Stored data
=-=-=-=-=
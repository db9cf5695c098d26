//! System endpoints: health check.

use axum::extract::State;
use axum::http::StatusCode;
use axum::response::IntoResponse;
use axum::routing::get;
use axum::{Json, Router};
use chrono::Utc;

use crate::api::dto::HealthResponse;
use crate::app_state::AppState;

/// `GET /health` — Service health and stream status.
#[utoipa::path(
    get,
    path = "/health",
    tag = "System",
    summary = "Health check",
    description = "Returns streaming state, connection count, number of stored arrays, version and current timestamp.",
    responses(
        (status = 200, description = "Service is healthy", body = HealthResponse),
    )
)]
pub async fn health_handler(State(state): State<AppState>) -> impl IntoResponse {
    (
        StatusCode::OK,
        Json(HealthResponse {
            status: "healthy".to_string(),
            streaming: state.stream.is_active(),
            connections: state.registry.len().await,
            arrays_stored: state.store.count().await,
            version: env!("CARGO_PKG_VERSION").to_string(),
            timestamp: Utc::now().to_rfc3339(),
        }),
    )
}

/// System routes mounted at the root level.
pub fn routes() -> Router<AppState> {
    Router::new().route("/health", get(health_handler))
}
=-=-=-=-=
• [Work instruction]
Look at each line above and note whether it holds the word "healthy". Report how many do, as the number only.

• [Response]
2